Padahal, saya sama sekali tidak tau mebahu soal terjadinya sewa menyewa lahan TKD Desa Karangrahayu itu. Sebelumnya saya tidak Mengetahui, tau tau sudah ramai” pungkas Camat Drs.H.Karnadi,S.sos.

Sementara itu Penyidik Kejaksaan Negeri Cikarang Kabupaten Bekasi yang menangani kasus ini, FADHEL, SH, ketika di Konfirmasi di kantornya pada senin (10/06/2024), ia Membenarkan, bahwa Kasus Dugaan Korupsi sewa menyewa lahan TKD Desa Karangrahayu itu, Masih terus berjalan, dan tinggal meminta keterangan ahli untuk kelengkapan Berita Acara Pemeriksaan (BAP). Ketika di tanyakan saksi saksi yang sudah di periksa, FADHEL,SH membenarkan telah melakukan pemeriksaan sejumlah orang saksi termasuk Oknum Kades Karangrahayu itu, Jelasnya.

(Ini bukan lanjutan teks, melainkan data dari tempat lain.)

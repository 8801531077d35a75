//! The submission pipeline shared by every intake endpoint:
//! parse → validate/normalize → verify phone → deliver → respond.

use chrono::Utc;
use serde::de::DeserializeOwned;
use serde_json::error::Category;
use std::sync::Arc;

use crate::delivery::{DeliveryOrchestrator, DeliveryReport};
use crate::errors::AppError;
use crate::models::{LeadRecord, SubmissionResponse};
use crate::phone_verification::PhoneVerifier;
use crate::schemas::{CompleteSubmission, FormSubmission, PartialSubmission, ValidationErrors};

/// Decode a request body into one of the submission schemas.
///
/// Syntax errors are a bad request; a well-formed body of the wrong shape is
/// reported as a validation failure on `body`.
pub fn parse_body<T: DeserializeOwned>(body: &[u8]) -> Result<T, AppError> {
    serde_json::from_slice(body).map_err(|e| match e.classify() {
        Category::Syntax | Category::Eof | Category::Io => {
            AppError::BadRequest("Invalid JSON body".to_string())
        }
        Category::Data => {
            let mut errors = ValidationErrors::default();
            errors.add("body", e.to_string());
            AppError::Validation(errors)
        }
    })
}

#[derive(Clone)]
pub struct Intake {
    verifier: PhoneVerifier,
    orchestrator: Arc<DeliveryOrchestrator>,
}

impl Intake {
    pub fn new(verifier: PhoneVerifier, orchestrator: Arc<DeliveryOrchestrator>) -> Self {
        Self {
            verifier,
            orchestrator,
        }
    }

    /// First funnel step. Phone verification is advisory only.
    pub async fn process_partial(
        &self,
        submission: PartialSubmission,
    ) -> Result<SubmissionResponse, AppError> {
        let mut lead = submission.validate(Utc::now())?;
        tracing::info!("Processing partial lead {}", lead.lead_id);

        let verification = self.verifier.verify(&lead.phone).await;
        if !verification.provider_failed() {
            if !verification.is_valid {
                tracing::warn!(
                    "Partial lead {} has a phone the provider rejected, accepting anyway",
                    lead.lead_id
                );
            }
            lead.phone_verification = Some(verification);
        }

        self.deliver(lead).await
    }

    /// Single-step complete submission.
    pub async fn process_lead(
        &self,
        submission: CompleteSubmission,
    ) -> Result<SubmissionResponse, AppError> {
        let lead = submission.validate(Utc::now())?;
        tracing::info!("Processing complete lead {}", lead.lead_id);
        let lead = self.verify_complete(lead).await?;
        self.deliver(lead).await
    }

    /// Multi-step form submission, possibly upgrading an earlier partial lead.
    pub async fn process_form(
        &self,
        submission: FormSubmission,
    ) -> Result<SubmissionResponse, AppError> {
        let lead = submission.validate(Utc::now())?;
        tracing::info!("Processing form lead {}", lead.lead_id);
        let lead = self.verify_complete(lead).await?;
        self.deliver(lead).await
    }

    /// Rejects numbers the provider explicitly classified as invalid. Provider
    /// outages fall back to the ≥10 digit check the schema already applied.
    async fn verify_complete(&self, mut lead: LeadRecord) -> Result<LeadRecord, AppError> {
        let verification = self.verifier.verify(&lead.phone).await;

        if verification.provider_failed() {
            tracing::warn!(
                "Phone verification unavailable for lead {}, using format validation",
                lead.lead_id
            );
            return Ok(lead);
        }

        if !verification.is_valid {
            let mut errors = ValidationErrors::default();
            errors.add("phone", "Invalid phone number");
            return Err(AppError::Validation(errors));
        }

        lead.phone_verification = Some(verification);
        Ok(lead)
    }

    async fn deliver(&self, lead: LeadRecord) -> Result<SubmissionResponse, AppError> {
        let report = self.orchestrator.deliver(&lead).await;
        respond(lead.lead_id, &report)
    }
}

/// Success when at least one destination accepted the lead.
pub fn respond(lead_id: String, report: &DeliveryReport) -> Result<SubmissionResponse, AppError> {
    if !report.any_succeeded() {
        return Err(AppError::DeliveryFailed {
            summary: report.brief_failure_summary(),
            details: report.failure_summary(),
        });
    }
    Ok(SubmissionResponse {
        success: true,
        lead_id,
        warning: report.warning(),
    })
}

“Ya benar, kasus Dugaan Korupsi sewa menyewa lahan TKD Desa Karangrahayu itu masih terus berjalan, dan tinggal meminta keterangan Ahli”. Pungkas FADHEL SH.

Sedangkan Oknum Kepala Desa Karangrahayu Kecamatan Karangbahagia Kabupaten Bekasi, INO HERAWATI Berulangkali di minta Tanggapan atau Konfirmasi untuk mengunakan hak Jawabnya melalui Pesan WhastApp (WA) terkait kasus Dugaan Korupsi sewa menyewa lahan TDK desanya itu, Oknum Kades INO HERAWATI itu Tidak pernah mau Menjawab alias Bungkam.

Di kirim Link berita Online, serta Koran berita terkait dirinya soal sewa menyewa lahan TKD Desanya itu, untuk di tanggapi guna menghornati hak Jawabnya, dia (Oknum Kades INO HERAWATI) juga tidak pernah Menjawab diam seribu bahasa.

Sementara itu SONI Ketua Umum (Ketum) Lembaga Swadaya Masyarakat (LSM) Kelompok Masyarakat Sadar Keterbukaan Informasi Publik dan Pelayanan Publik (POKMASKIP) sebagai Pelapor, SONI meminta Kejaksaan Negri (Kejari) Cikarang Kabupaten Bekasi, Segera Menuntaskan Kasus yang dia Laporkan itu, yakni kasus Dugaan Korupsi sewa menyewa lahan TKD Desa Karangrahayu Kecamatan Karangbahagia Kabupaten Bekasi itu karena kasus tersebut sudah agak lumayan lama. Sehingga di harapkan, kasus tersebut segera ada Kepastian Hukumnya. Kata SONI.

“Ya, tentu saya selaku pihak pelapor, karena kasus itu sudah cukup lumayan lama, Kejaksaan Negeri Cikarang harus segera Menuntaskanya. Sehingga kasus Dugaan Korupsi sewa menyewa lahan TKD Desa Karangrahayu itu ada Kepastian Hukumnya”. Pungkas SONI melalui Telpon selulernya kepada Wartawan.